What to produce - Every line of the entries below from the one containing "999, 1, Weekday::Lun).await;" to the one containing "owner, dish.id, 1, Weekday::Lun).await.unwrap();", both ends included, must be written out exactly. No other line belongs in the answer.

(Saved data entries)

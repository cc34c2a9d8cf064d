//! Database-backed tests
//!
//! Each test gets a fresh database with the crate migrations applied
//! (`#[sqlx::test]` reads `DATABASE_URL`).

use chrono::{Days, NaiveDate};
use gastro_server::checkout;
use gastro_server::db::{
    availability, cart, clients, companies, dashboard, dishes, inventory, movements,
    order_history, receipts, users,
};
use gastro_server::error::{ServiceError, ServiceResult};
use rust_decimal::Decimal;
use shared::error::ErrorCode;
use shared::models::{
    AvailabilityInput, ClientCreate, CompanyCreate, Dish, DishCreate, InventoryCreate,
    MovementCreate, MovementType, Weekday,
};
use shared::money::MAX_QUANTITY;
use sqlx::PgPool;

fn today() -> NaiveDate {
    NaiveDate::from_ymd_opt(2025, 3, 3).unwrap()
}

fn error_code<T>(result: ServiceResult<T>) -> ErrorCode {
    match result.err() {
        Some(ServiceError::App(e)) => e.code,
        other => panic!("expected a business error, got {other:?}"),
    }
}

async fn new_user(pool: &PgPool, username: &str) -> i64 {
    users::create(pool, username, None, "hash", false)
        .await
        .unwrap()
        .id
}

fn dish_input(code: &str, price: Decimal) -> DishCreate {
    DishCreate {
        code: code.into(),
        name: format!("Plato {code}"),
        description: None,
        price,
        image: None,
        weight_kg: None,
        group: None,
        ingredients: None,
        allergens: None,
        shelf_life: None,
        calories: None,
        proteins: None,
        fat: None,
        carbohydrates: None,
        sodium: None,
        status: None,
    }
}

async fn new_dish(pool: &PgPool, code: &str, price: Decimal) -> Dish {
    dishes::create(pool, &dish_input(code, price)).await.unwrap()
}

fn company_input(code: &str, cif: &str) -> CompanyCreate {
    CompanyCreate {
        code: code.into(),
        name: format!("Empresa {code}"),
        address: Some("Calle Mayor 1".into()),
        cif: cif.into(),
    }
}

// ── Cart ──

#[sqlx::test]
async fn test_add_merges_same_dish_and_day(pool: PgPool) {
    let user_id = new_user(&pool, "ana").await;
    let dish = new_dish(&pool, "P001", Decimal::new(850, 2)).await;

    let first = cart::add(&pool, user_id, dish.id, 2, Weekday::Lun).await.unwrap();
    let second = cart::add(&pool, user_id, dish.id, 1, Weekday::Lun).await.unwrap();
    assert_eq!(first.id, second.id);
    assert_eq!(second.quantity, 3);

    let other_day = cart::add(&pool, user_id, dish.id, 1, Weekday::Mar).await.unwrap();
    assert_ne!(other_day.id, first.id);

    assert_eq!(cart::list_for_user(&pool, user_id).await.unwrap().len(), 2);
    assert_eq!(cart::total(&pool, user_id).await.unwrap(), Decimal::new(3400, 2));
}

#[sqlx::test]
async fn test_add_rejects_merged_quantity_over_maximum(pool: PgPool) {
    let user_id = new_user(&pool, "ana").await;
    let dish = new_dish(&pool, "P001", Decimal::new(500, 2)).await;

    cart::add(&pool, user_id, dish.id, MAX_QUANTITY, Weekday::Lun)
        .await
        .unwrap();
    let result = cart::add(&pool, user_id, dish.id, 1, Weekday::Lun).await;
    assert_eq!(error_code(result), ErrorCode::InvalidQuantity);

    let items = cart::list_for_user(&pool, user_id).await.unwrap();
    assert_eq!(items[0].quantity, MAX_QUANTITY);
}

#[sqlx::test]
async fn test_add_unknown_dish(pool: PgPool) {
    let user_id = new_user(&pool, "ana").await;
    let result = cart::add(&pool, user_id, 999, 1, Weekday::Lun).await;
    assert_eq!(error_code(result), ErrorCode::DishNotFound);
}

#[sqlx::test]
async fn test_cart_lines_are_scoped_to_owner(pool: PgPool) {
    let owner = new_user(&pool, "ana").await;
    let stranger = new_user(&pool, "luis").await;
    let dish = new_dish(&pool, "P001", Decimal::new(500, 2)).await;
    let item = cart::add(&pool, owner, dish.id, 1, Weekday::Lun).await.unwrap();

    let result = cart::get(&pool, item.id, Some(stranger)).await;
    assert_eq!(error_code(result), ErrorCode::CartItemNotFound);
    let result = cart::remove(&pool, item.id, Some(stranger)).await;
    assert_eq!(error_code(result), ErrorCode::CartItemNotFound);
    assert!(cart::get(&pool, item.id, Some(owner)).await.is_ok());

    cart::remove(&pool, item.id, Some(owner)).await.unwrap();
    assert!(cart::list_for_user(&pool, owner).await.unwrap().is_empty());
}

// ── Checkout ──

#[sqlx::test]
async fn test_checkout_moves_cart_into_receipt(pool: PgPool) {
    let user_id = new_user(&pool, "ana").await;
    let stew = new_dish(&pool, "P001", Decimal::new(850, 2)).await;
    let salad = new_dish(&pool, "P002", Decimal::new(400, 2)).await;
    cart::add(&pool, user_id, stew.id, 3, Weekday::Lun).await.unwrap();
    cart::add(&pool, user_id, salad.id, 1, Weekday::Mar).await.unwrap();

    let receipt = checkout::checkout(&pool, user_id, today()).await.unwrap();
    assert_eq!(receipt.total, Decimal::new(2950, 2));
    assert!(!receipt.paid);
    assert_eq!(receipt.company_id, None);

    let lines = receipts::items(&pool, receipt.id).await.unwrap();
    assert_eq!(lines.len(), 2);
    let sum: Decimal = lines.iter().map(|l| l.subtotal()).sum();
    assert_eq!(sum, receipt.total);

    assert!(cart::list_for_user(&pool, user_id).await.unwrap().is_empty());
    assert_eq!(order_history::count(&pool).await.unwrap(), 2);
}

#[sqlx::test]
async fn test_checkout_empty_cart_changes_nothing(pool: PgPool) {
    let user_id = new_user(&pool, "ana").await;
    let result = checkout::checkout(&pool, user_id, today()).await;
    assert_eq!(error_code(result), ErrorCode::CartEmpty);

    let stats = receipts::stats(&pool, Some(user_id)).await.unwrap();
    assert_eq!(stats.total_receipts, 0);
}

#[sqlx::test]
async fn test_checkout_keeps_company_of_private_client(pool: PgPool) {
    let user_id = new_user(&pool, "ana").await;
    let company = companies::create(&pool, &company_input("EMP001", "B12345678"))
        .await
        .unwrap();
    let profile = ClientCreate {
        full_name: "Ana Pérez".into(),
        company_id: Some(company.id),
        is_private: Some(true),
        ..Default::default()
    };
    clients::create(&pool, user_id, &profile).await.unwrap();
    let dish = new_dish(&pool, "P001", Decimal::new(850, 2)).await;
    cart::add(&pool, user_id, dish.id, 1, Weekday::Lun).await.unwrap();

    let receipt = checkout::checkout(&pool, user_id, today()).await.unwrap();
    assert_eq!(receipt.company_id, Some(company.id));
}

// ── Uniqueness ──

#[sqlx::test]
async fn test_unique_constraints_reject_duplicates(pool: PgPool) {
    new_user(&pool, "ana").await;
    let result = users::create(&pool, "ana", None, "hash", false).await;
    assert_eq!(error_code(result), ErrorCode::UsernameExists);

    companies::create(&pool, &company_input("EMP001", "B1")).await.unwrap();
    let result = companies::create(&pool, &company_input("EMP001", "B2")).await;
    assert_eq!(error_code(result), ErrorCode::CompanyCodeExists);
    let result = companies::create(&pool, &company_input("EMP002", "B1")).await;
    assert_eq!(error_code(result), ErrorCode::CompanyCifExists);

    new_dish(&pool, "P001", Decimal::new(500, 2)).await;
    let result = dishes::create(&pool, &dish_input("P001", Decimal::new(600, 2))).await;
    assert_eq!(error_code(result), ErrorCode::DishCodeExists);
}

#[sqlx::test]
async fn test_availability_duplicates(pool: PgPool) {
    let dish = new_dish(&pool, "P001", Decimal::new(500, 2)).await;
    let monday = AvailabilityInput {
        dish_id: dish.id,
        weekday: Weekday::Lun,
    };
    let tuesday = AvailabilityInput {
        dish_id: dish.id,
        weekday: Weekday::Mar,
    };
    let row = availability::create(&pool, &monday).await.unwrap();
    let other = availability::create(&pool, &tuesday).await.unwrap();

    let result = availability::create(&pool, &monday).await;
    assert_eq!(error_code(result), ErrorCode::AvailabilityExists);
    let result = availability::update(&pool, other.id, &monday).await;
    assert_eq!(error_code(result), ErrorCode::AvailabilityExists);

    assert!(availability::update(&pool, row.id, &monday).await.is_ok());
}

#[sqlx::test]
async fn test_dish_price_without_vat_is_derived(pool: PgPool) {
    let dish = new_dish(&pool, "P001", Decimal::new(1100, 2)).await;
    assert_eq!(dish.price_without_vat, Decimal::new(1000, 2));
}

// ── Inventory ──

#[sqlx::test]
async fn test_movement_below_zero_is_rejected(pool: PgPool) {
    let dish = new_dish(&pool, "P001", Decimal::new(500, 2)).await;
    let lot = inventory::create(
        &pool,
        &InventoryCreate {
            dish_id: dish.id,
            production_id: None,
            location: None,
            available_quantity: 5,
            reserved_quantity: None,
            produced_on: today(),
            expires_on: today().checked_add_days(Days::new(3)).unwrap(),
        },
    )
    .await
    .unwrap();

    let outgoing = |quantity| MovementCreate {
        lot_id: lot.id,
        movement_type: MovementType::Salida,
        quantity,
        reason: "Venta".into(),
    };

    let result = movements::record(&pool, &outgoing(-8), None).await;
    assert_eq!(error_code(result), ErrorCode::InsufficientStock);
    assert_eq!(inventory::get(&pool, lot.id).await.unwrap().available_quantity, 5);

    movements::record(&pool, &outgoing(-3), None).await.unwrap();
    assert_eq!(inventory::get(&pool, lot.id).await.unwrap().available_quantity, 2);
    assert_eq!(movements::list(&pool, Some(lot.id)).await.unwrap().len(), 1);
}

// ── Dashboard ──

#[sqlx::test]
async fn test_dashboard_counts_unpaid_and_client_profiles(pool: PgPool) {
    let with_profile = new_user(&pool, "ana").await;
    let without_profile = new_user(&pool, "luis").await;
    let profile = ClientCreate {
        full_name: "Ana Pérez".into(),
        ..Default::default()
    };
    clients::create(&pool, with_profile, &profile).await.unwrap();
    let dish = new_dish(&pool, "P001", Decimal::new(500, 2)).await;

    for user_id in [with_profile, without_profile] {
        cart::add(&pool, user_id, dish.id, 1, Weekday::Lun).await.unwrap();
    }
    let failed = checkout::checkout(&pool, with_profile, today()).await.unwrap();
    receipts::mark_failed(&pool, failed.id, with_profile).await.unwrap();
    let paid = checkout::checkout(&pool, without_profile, today()).await.unwrap();
    receipts::mark_paid(&pool, paid.id, without_profile).await.unwrap();

    let stats = dashboard::stats(&pool, today()).await.unwrap();
    assert_eq!(stats.pending_receipts, 1);
    assert_eq!(stats.completed_receipts, 1);
    assert_eq!(stats.total_sales, Decimal::new(500, 2));
    assert_eq!(stats.active_clients, 1);
}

Task solution -
    let result = cart::add(&pool, user_id, 999, 1, Weekday::Lun).await;
    assert_eq!(error_code(result), ErrorCode::DishNotFound);
}

#[sqlx::test]
async fn test_cart_lines_are_scoped_to_owner(pool: PgPool) {
    let owner = new_user(&pool, "ana").await;
    let stranger = new_user(&pool, "luis").await;
    let dish = new_dish(&pool, "P001", Decimal::new(500, 2)).await;
    let item = cart::add(&pool, owner, dish.id, 1, Weekday::Lun).await.unwrap();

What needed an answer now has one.